* _WORK ORDER_: Report how many lines in the following entries contain "super". Nothing else should be given.

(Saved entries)
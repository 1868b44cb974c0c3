//! Access token validation.

use async_trait::async_trait;
use std::sync::Arc;

use super::jwks::JwksCache;
use super::validator::JwtValidator;
use crate::validation::{
    Clock, SubjectTokenValidator, TokenType, ValidatedToken, ValidationConfig, ValidationError,
};

/// Validates JWT access tokens.
///
/// Delegates to [`JwtValidator`] and additionally carries the tenant `domain`
/// claim into the result.
pub struct AccessTokenValidator {
    inner: JwtValidator,
}

impl AccessTokenValidator {
    pub fn new(clock: Arc<dyn Clock>, jwks: Arc<JwksCache>) -> Self {
        Self {
            inner: JwtValidator::new(TokenType::AccessToken, clock, jwks),
        }
    }
}

#[async_trait]
impl SubjectTokenValidator for AccessTokenValidator {
    async fn validate(
        &self,
        token: &str,
        config: &ValidationConfig,
    ) -> Result<ValidatedToken, ValidationError> {
        self.inner.validate_token(token, config, true).await
    }

    fn supported_token_type(&self) -> &str {
        TokenType::AccessToken.as_urn()
    }
}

* _TASK SOLUTION_: 2